This is a great example of just jumping into a topic and seeing what can happen when you collaborate, empower and organize. I went from being outside this issue nine months ago to meeting directly with every member of city council, our police chief and our mayor, demanding a repeal of the urban camping ban and an allowance to construct a city-sanctioned circ-house village in downtown Denver. These two things were seemingly impossible a few months ago; until we started that coalition (mentioned above). Now with formal support from a few dozen faith organizations, several dozen non-profits, well over 100 businesses, service providers and the homeless themselves, we have a collective voice that can’t be ignored anymore and it’s paying dividends.

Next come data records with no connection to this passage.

//! Integration tests for the bdn CLI
//!
//! These tests invoke the actual bdn binary and verify:
//! - Exit codes (0 = success, 1 = invalid document, 2 = I/O or usage error)
//! - stdout/stderr output
//! - JSON output format

use std::path::PathBuf;
use std::process::Command;

// ── Helpers ───────────────────────────────────────────────

fn bdn_bin() -> PathBuf {
    PathBuf::from(env!("CARGO_BIN_EXE_bdn"))
}

fn fixture_valid(name: &str) -> PathBuf {
    PathBuf::from(env!("CARGO_MANIFEST_DIR"))
        .join(format!("../../tests/fixtures/conformance/valid/{}", name))
}

fn fixture_invalid(name: &str) -> PathBuf {
    PathBuf::from(env!("CARGO_MANIFEST_DIR"))
        .join(format!("../../tests/fixtures/conformance/invalid/{}", name))
}

fn run_bdn(args: &[&str]) -> std::process::Output {
    Command::new(bdn_bin())
        .args(args)
        .current_dir(env!("CARGO_MANIFEST_DIR"))
        .env("NO_COLOR", "1")
        .output()
        .expect("failed to execute bdn")
}

fn path(buf: &PathBuf) -> &str {
    buf.to_str().unwrap()
}

// ── Version ───────────────────────────────────────────────

#[test]
fn test_version_command() {
    let output = run_bdn(&["version"]);
    assert!(output.status.success(), "version should exit 0");
    let stdout = String::from_utf8_lossy(&output.stdout);
    assert!(stdout.contains("bdn"));
    assert!(stdout.contains(env!("CARGO_PKG_VERSION")));
}

#[test]
fn test_version_flag() {
    let output = run_bdn(&["--version"]);
    assert!(output.status.success(), "--version should exit 0");
    let stdout = String::from_utf8_lossy(&output.stdout);
    assert!(stdout.contains(env!("CARGO_PKG_VERSION")));
}

#[test]
fn test_unknown_command_is_usage_error() {
    let output = run_bdn(&["transmogrify"]);
    assert_eq!(output.status.code(), Some(2));
}

// ── Validate ──────────────────────────────────────────────

#[test]
fn test_validate_valid_document() {
    let output = run_bdn(&["validate", path(&fixture_valid("elements.bdn"))]);
    assert!(output.status.success(), "valid document should exit 0");
    let stdout = String::from_utf8_lossy(&output.stdout);
    assert!(stdout.contains("valid"));
}

#[test]
fn test_validate_invalid_document() {
    let output = run_bdn(&["validate", path(&fixture_invalid("unclosed-list.bdn"))]);
    assert_eq!(output.status.code(), Some(1), "invalid document should exit 1");
    let stderr = String::from_utf8_lossy(&output.stderr);
    assert!(stderr.contains("error"));
    assert!(stderr.contains("Syntax error"));
}

#[test]
fn test_validate_nonexistent_file() {
    let output = run_bdn(&["validate", "nonexistent.bdn"]);
    assert_eq!(output.status.code(), Some(2), "missing file should exit 2");
}

#[test]
fn test_validate_json_output() {
    let output = run_bdn(&["validate", "--json", path(&fixture_valid("strings.bdn"))]);
    assert!(output.status.success());
    let stdout = String::from_utf8_lossy(&output.stdout);
    let json: serde_json::Value = serde_json::from_str(&stdout).expect("should be valid JSON");
    assert_eq!(json["valid"], true);
    assert_eq!(json["errors"], 0);
}

#[test]
fn test_validate_json_invalid() {
    let output = run_bdn(&["validate", "--json", path(&fixture_invalid("tab-character.bdn"))]);
    assert_eq!(output.status.code(), Some(1));
    let stdout = String::from_utf8_lossy(&output.stdout);
    let json: serde_json::Value = serde_json::from_str(&stdout).expect("should be valid JSON");
    assert_eq!(json["valid"], false);
    assert_eq!(json["line"], 1);
    assert_eq!(json["column"], 4);
}

#[test]
fn test_validate_quiet_valid() {
    let output = run_bdn(&["--quiet", "validate", path(&fixture_valid("notes.bdn"))]);
    assert!(output.status.success());
    assert!(output.stdout.is_empty(), "quiet mode should produce no stdout");
}

// ── Format ────────────────────────────────────────────────

#[test]
fn test_format_reproduces_canonical_fixture() {
    let fixture = fixture_valid("collections.bdn");
    let output = run_bdn(&["format", path(&fixture)]);
    assert!(output.status.success(), "format should exit 0");
    let expected = std::fs::read_to_string(&fixture).unwrap();
    assert_eq!(String::from_utf8_lossy(&output.stdout), expected);
}

#[test]
fn test_format_idempotent() {
    let temp = std::env::temp_dir().join("bdn_test_format_idempotent.bdn");
    std::fs::write(&temp, "[1, 2, [$a: ~-π]]  ! messy\n").expect("write temp");

    let first = run_bdn(&["format", temp.to_str().unwrap()]);
    assert!(first.status.success());
    let canonical1 = String::from_utf8_lossy(&first.stdout).to_string();

    std::fs::write(&temp, &canonical1).expect("write temp");
    let second = run_bdn(&["format", temp.to_str().unwrap()]);
    let canonical2 = String::from_utf8_lossy(&second.stdout).to_string();

    assert_eq!(canonical1, canonical2, "format must be idempotent");
    assert!(canonical1.contains("$a: ~π"));
    let _ = std::fs::remove_file(&temp);
}

#[test]
fn test_format_indent_and_depth_flags() {
    let fixture = fixture_valid("notes.bdn");
    let output = run_bdn(&["format", "--indent", "2", path(&fixture)]);
    assert!(output.status.success());
    let stdout = String::from_utf8_lossy(&output.stdout);
    assert!(stdout.contains("\n  $alpha: 1  ! first\n"));

    let output = run_bdn(&["format", "--max-depth", "0", path(&fixture)]);
    assert!(output.status.success());
    assert_eq!(String::from_utf8_lossy(&output.stdout), "...\n");
}

#[test]
fn test_format_invalid_document() {
    let output = run_bdn(&["format", path(&fixture_invalid("missing-eol.bdn"))]);
    assert_eq!(output.status.code(), Some(1));
}

// ── Hash ──────────────────────────────────────────────────

#[test]
fn test_hash_valid_document() {
    let output = run_bdn(&["hash", path(&fixture_valid("procedure.bdn"))]);
    assert!(output.status.success(), "hash should exit 0");
    let stdout = String::from_utf8_lossy(&output.stdout).trim().to_string();
    assert_eq!(stdout.len(), 64, "SHA-256 hash should be 64 hex chars");
    assert!(stdout.chars().all(|c| c.is_ascii_hexdigit()));
}

#[test]
fn test_hash_ignores_layout() {
    let temp = std::env::temp_dir().join("bdn_test_hash_layout.bdn");
    std::fs::write(&temp, "{$x := 5; return $x}\n").expect("write temp");
    let compact = run_bdn(&["hash", temp.to_str().unwrap()]);
    let canonical = run_bdn(&["hash", path(&fixture_valid("procedure.bdn"))]);
    assert_eq!(compact.stdout, canonical.stdout);
    let _ = std::fs::remove_file(&temp);
}

#[test]
fn test_hash_determinism() {
    let fixture = fixture_valid("elements.bdn");
    let first = run_bdn(&["hash", path(&fixture)]);
    for _ in 0..10 {
        let output = run_bdn(&["hash", path(&fixture)]);
        assert_eq!(first.stdout, output.stdout, "hash must be deterministic");
    }
}
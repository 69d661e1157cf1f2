//! Primitive elements — the closed set of typed leaf values
//!
//! Every element is an immutable value object that parses from, and renders
//! to, exactly one canonical literal (`FromStr` / `Display`). "Mutating"
//! operations always return a new value.

pub mod angle;
pub mod boolean;
pub mod duration;
pub mod moment;
pub mod number;
pub mod pattern;
pub mod percentage;
pub mod probability;
pub mod resource;
pub mod symbol;
pub mod tag;

pub use angle::Angle;
pub use boolean::Boolean;
pub use duration::Duration;
pub use moment::Moment;
pub use number::Number;
pub use pattern::Pattern;
pub use percentage::Percentage;
pub use probability::Probability;
pub use resource::Resource;
pub use symbol::Symbol;
pub use tag::Tag;

use std::f64::consts::{E, PI, TAU};

use once_cell::sync::Lazy;
use regex::Regex;

/// The golden ratio
pub const PHI: f64 = 1.618_033_988_749_895;

/// Real-number literal shared by numbers, angles and percentages
pub(crate) const REAL: &str =
    r"-?(?:[eπφτ]|(?:0|[1-9][0-9]*)(?:\.[0-9]+)?(?:E-?[0-9]+)?)";

static DECIMAL: Lazy<Regex> = Lazy::new(|| {
    Regex::new(r"^(?:0|[1-9][0-9]*)(?:\.[0-9]+)?(?:E-?[0-9]+)?$").expect("decimal pattern")
});

/// Implements `Serialize`/`Deserialize` for a type through its canonical text.
macro_rules! impl_text_serde {
    ($($name:ty),+ $(,)?) => {
        $(
            impl serde::Serialize for $name {
                fn serialize<S: serde::Serializer>(&self, serializer: S) -> std::result::Result<S::Ok, S::Error> {
                    serializer.collect_str(self)
                }
            }

            impl<'de> serde::Deserialize<'de> for $name {
                fn deserialize<D: serde::Deserializer<'de>>(deserializer: D) -> std::result::Result<Self, D::Error> {
                    let text = <std::borrow::Cow<'de, str>>::deserialize(deserializer)?;
                    text.parse().map_err(serde::de::Error::custom)
                }
            }
        )+
    };
}
pub(crate) use impl_text_serde;

impl_text_serde!(
    Angle,
    Boolean,
    Duration,
    Moment,
    Number,
    Pattern,
    Percentage,
    Probability,
    Resource,
    Symbol,
    Tag,
);

// ── Real numbers ──────────────────────────────────────────

/// Render a finite real in canonical form.
///
/// The constants `e`, `π`, `φ` and `τ` render as glyphs; everything else uses
/// the shortest decimal that reads back to the same value, switching to an
/// `E` exponent outside `[1e-6, 1e21)`.
pub(crate) fn format_real(value: f64) -> String {
    if value == 0.0 {
        return "0".to_string();
    }
    let sign = if value < 0.0 { "-" } else { "" };
    let magnitude = value.abs();
    let glyph = if magnitude == E {
        Some("e")
    } else if magnitude == PI {
        Some("π")
    } else if magnitude == PHI {
        Some("φ")
    } else if magnitude == TAU {
        Some("τ")
    } else if magnitude.is_infinite() {
        Some("∞")
    } else {
        None
    };
    if let Some(glyph) = glyph {
        return format!("{}{}", sign, glyph);
    }
    if (1e-6..1e21).contains(&magnitude) {
        format!("{}", value)
    } else {
        format!("{:E}", value)
    }
}

/// Parse a real literal, including the constant glyphs
pub(crate) fn parse_real(text: &str) -> Option<f64> {
    let (negative, body) = match text.strip_prefix('-') {
        Some(rest) => (true, rest),
        None => (false, text),
    };
    let magnitude = match body {
        "e" => E,
        "π" => PI,
        "φ" => PHI,
        "τ" => TAU,
        "∞" => f64::INFINITY,
        _ if DECIMAL.is_match(body) => body.parse::<f64>().ok()?,
        _ => return None,
    };
    Some(if negative { -magnitude } else { magnitude })
}

// ── Locking ───────────────────────────────────────────────

/// True when `value` and `target` agree to single precision
pub(crate) fn same_in_single_precision(value: f64, target: f64) -> bool {
    (value as f32) == (target as f32)
}

/// Snap `value` to the first target it matches in single precision
pub(crate) fn lock(value: f64, targets: &[f64]) -> f64 {
    targets
        .iter()
        .copied()
        .find(|&target| same_in_single_precision(value, target))
        .unwrap_or(value)
}

/// Snap a value on the unit scale (a sine, cosine or ratio) to `-1`, `0` or `1`
pub(crate) fn lock_unit(value: f64) -> f64 {
    if ((value + 1.0) as f32) == 1.0 {
        return 0.0;
    }
    lock(value, &[-1.0, 1.0])
}
//! BDN Core - tokenizer, parser, and canonical formatter for document notation
//!
//! Documents are trees of components: typed elements, strings, collections
//! and procedures, each optionally carrying a parameter context and a note.
//!
//! # Architecture
//!
//! ```text
//! Text → Tokenizer → Parser → Component → Formatter → Canonical Form
//!                                              ↓
//!                                        SHA-256 digest
//! ```
//!
//! # Guarantees
//!
//! - **Deterministic**: Same input always produces identical output
//! - **Canonical**: One formatted text per component tree
//! - **Round-trip**: `parse(format(c)) == c` for every well-formed component
//! - **Bounded**: Parser and formatter nesting limits are configurable

pub mod codex;
pub mod collections;
pub mod elements;
pub mod error;
pub mod formatter;
pub mod parser;
pub mod strings;

pub use collections::{Association, Catalog, Extent, List, Range};
pub use elements::{
    Angle, Boolean, Duration, Moment, Number, Pattern, Percentage, Probability, Resource, Symbol,
    Tag,
};
pub use error::{Error, Result};
pub use formatter::{
    canonical_digest, canonicalize, format_component, format_document, format_value,
    FormatOptions, Formatter,
};
pub use parser::ast::*;
pub use parser::{
    parse_document, parse_document_with_options, parse_source, parse_source_with_options,
    ParseOptions,
};
pub use strings::{Binary, Citation, Name, Narrative, Quote, Text, Version};

#[cfg(test)]
mod tests {
    use super::*;

    const DOCUMENT: &str = "[\n    $name: \"sensor\"\n    $range: [1..5]\n    $when: <2009-04>\n]($type: /bali/Document/v1)\n";

    #[test]
    fn test_document_round_trip() {
        let component = parse_document(DOCUMENT.as_bytes()).unwrap();
        assert_eq!(format_document(&component), DOCUMENT);
    }

    #[test]
    fn test_component_serialization() {
        let component = parse_source("[$a: ~π, $b: [1, .5, #ABC]]").unwrap();
        let json = serde_json::to_string(&component).unwrap();
        let deserialized: Component = serde_json::from_str(&json).unwrap();
        assert_eq!(component, deserialized);
    }

    #[test]
    fn test_determinism_100_iterations() {
        let first = canonical_digest(&parse_document(DOCUMENT.as_bytes()).unwrap());
        for i in 0..100 {
            let component = parse_document(DOCUMENT.as_bytes()).unwrap();
            let digest = canonical_digest(&component);
            assert_eq!(first, digest, "Determinism failure at iteration {}", i);
        }
    }
}
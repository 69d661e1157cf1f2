//! Probability — a real in `[0, 1]` written without its integer part

use std::fmt;
use std::str::FromStr;

use crate::{Error, Result};

/// A probability clamped to `[0, 1]`.
///
/// The canonical text elides the integer part: `.0`, `.25`, `1.`.
#[derive(Debug, Clone, Copy, PartialEq, PartialOrd, Default)]
pub struct Probability(f64);

impl Probability {
    pub const IMPOSSIBLE: Probability = Probability(0.0);
    pub const EVEN: Probability = Probability(0.5);
    pub const CERTAIN: Probability = Probability(1.0);

    /// Clamp `value` into `[0, 1]`; NaN becomes `0`
    pub fn from_float(value: f64) -> Probability {
        if value.is_nan() || value <= 0.0 {
            Probability(0.0)
        } else if value >= 1.0 {
            Probability(1.0)
        } else {
            Probability(value)
        }
    }

    pub fn random() -> Probability {
        Probability::from_float(crate::codex::random_probability())
    }

    pub fn as_float(&self) -> f64 {
        self.0
    }

    // ── Logic (independent events) ─────────────────────

    pub fn not(self) -> Probability {
        Probability::from_float(1.0 - self.0)
    }

    pub fn and(first: Probability, second: Probability) -> Probability {
        Probability::from_float(first.0 * second.0)
    }

    /// `first and not second`
    pub fn sans(first: Probability, second: Probability) -> Probability {
        Probability::from_float(first.0 * (1.0 - second.0))
    }

    pub fn or(first: Probability, second: Probability) -> Probability {
        Probability::from_float(first.0 + second.0 - first.0 * second.0)
    }

    pub fn xor(first: Probability, second: Probability) -> Probability {
        Probability::from_float(first.0 + second.0 - 2.0 * first.0 * second.0)
    }
}

impl fmt::Display for Probability {
    fn fmt(&self, f: &mut fmt::Formatter) -> fmt::Result {
        if self.0 == 0.0 {
            return write!(f, ".0");
        }
        if self.0 == 1.0 {
            return write!(f, "1.");
        }
        let text = format!("{}", self.0);
        write!(f, "{}", text.trim_start_matches('0'))
    }
}

impl FromStr for Probability {
    type Err = Error;

    fn from_str(text: &str) -> Result<Self> {
        if text == "1." {
            return Ok(Probability::CERTAIN);
        }
        let digits = text
            .strip_prefix('.')
            .filter(|d| !d.is_empty() && d.chars().all(|c| c.is_ascii_digit()))
            .ok_or_else(|| Error::value("probability", text, "must be '1.' or '.' followed by digits"))?;
        let value: f64 = format!("0.{}", digits)
            .parse()
            .map_err(|_| Error::value("probability", text, "malformed fraction"))?;
        Ok(Probability::from_float(value))
    }
}

#[cfg(test)]
mod tests {
    use super::*;

    #[test]
    fn test_canonical_text() {
        assert_eq!(Probability::IMPOSSIBLE.to_string(), ".0");
        assert_eq!(Probability::EVEN.to_string(), ".5");
        assert_eq!(Probability::CERTAIN.to_string(), "1.");
        assert_eq!(Probability::from_float(1e-7).to_string(), ".0000001");
    }

    #[test]
    fn test_parse_forms() {
        assert_eq!(".5".parse::<Probability>().unwrap(), Probability::EVEN);
        assert_eq!("1.".parse::<Probability>().unwrap(), Probability::CERTAIN);
        assert_eq!(".000".parse::<Probability>().unwrap(), Probability::IMPOSSIBLE);
        assert_eq!(".250".parse::<Probability>().unwrap().to_string(), ".25");
        for text in ["0.5", ".", "1.0", "2.", ".5x"] {
            assert!(text.parse::<Probability>().is_err(), "{} should be rejected", text);
        }
    }

    #[test]
    fn test_clamping() {
        assert_eq!(Probability::from_float(-0.5), Probability::IMPOSSIBLE);
        assert_eq!(Probability::from_float(1.5), Probability::CERTAIN);
        assert_eq!(Probability::from_float(f64::NAN), Probability::IMPOSSIBLE);
    }

    #[test]
    fn test_logic() {
        let p = Probability::from_float(0.25);
        let q = Probability::EVEN;
        assert_eq!(p.not().as_float(), 0.75);
        assert_eq!(Probability::and(p, q).as_float(), 0.125);
        assert_eq!(Probability::sans(p, q).as_float(), 0.125);
        assert_eq!(Probability::or(p, q).as_float(), 0.625);
        assert_eq!(Probability::xor(p, q).as_float(), 0.5);
        let r = Probability::random();
        assert!((0.0..=1.0).contains(&r.as_float()));
    }
}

It didn’t hurt that a little video I recorded at the end of November of police confiscating blankets from the homeless on a freezing night has been viewed over a million times and gotten the attention of the Wall Street Journal, New York Times and other national and international media. It has now become evidence in a class-action lawsuit by the homeless community against the city of Denver, which will be a big battle this year in the courts. Stay tuned, but I think we’re going to see some big changes in Denver on this topic, and I hope that spreads across the country because this issue is only becoming more pronounced and the next four years won’t do that any favors. Keep those cameras rolling!
Many people in cannabis industry and advocacy are concerned that the new administration coming in may pose challenges to further progress on cannabis legalization. Some are even concerned that business owners and enthusiasts may be subject to federal penalties under a potentially anti-cannabis Attorney General. How are folks feeling in Denver? Do you have any suggestions for business owners or entrepreneurs who have concerns?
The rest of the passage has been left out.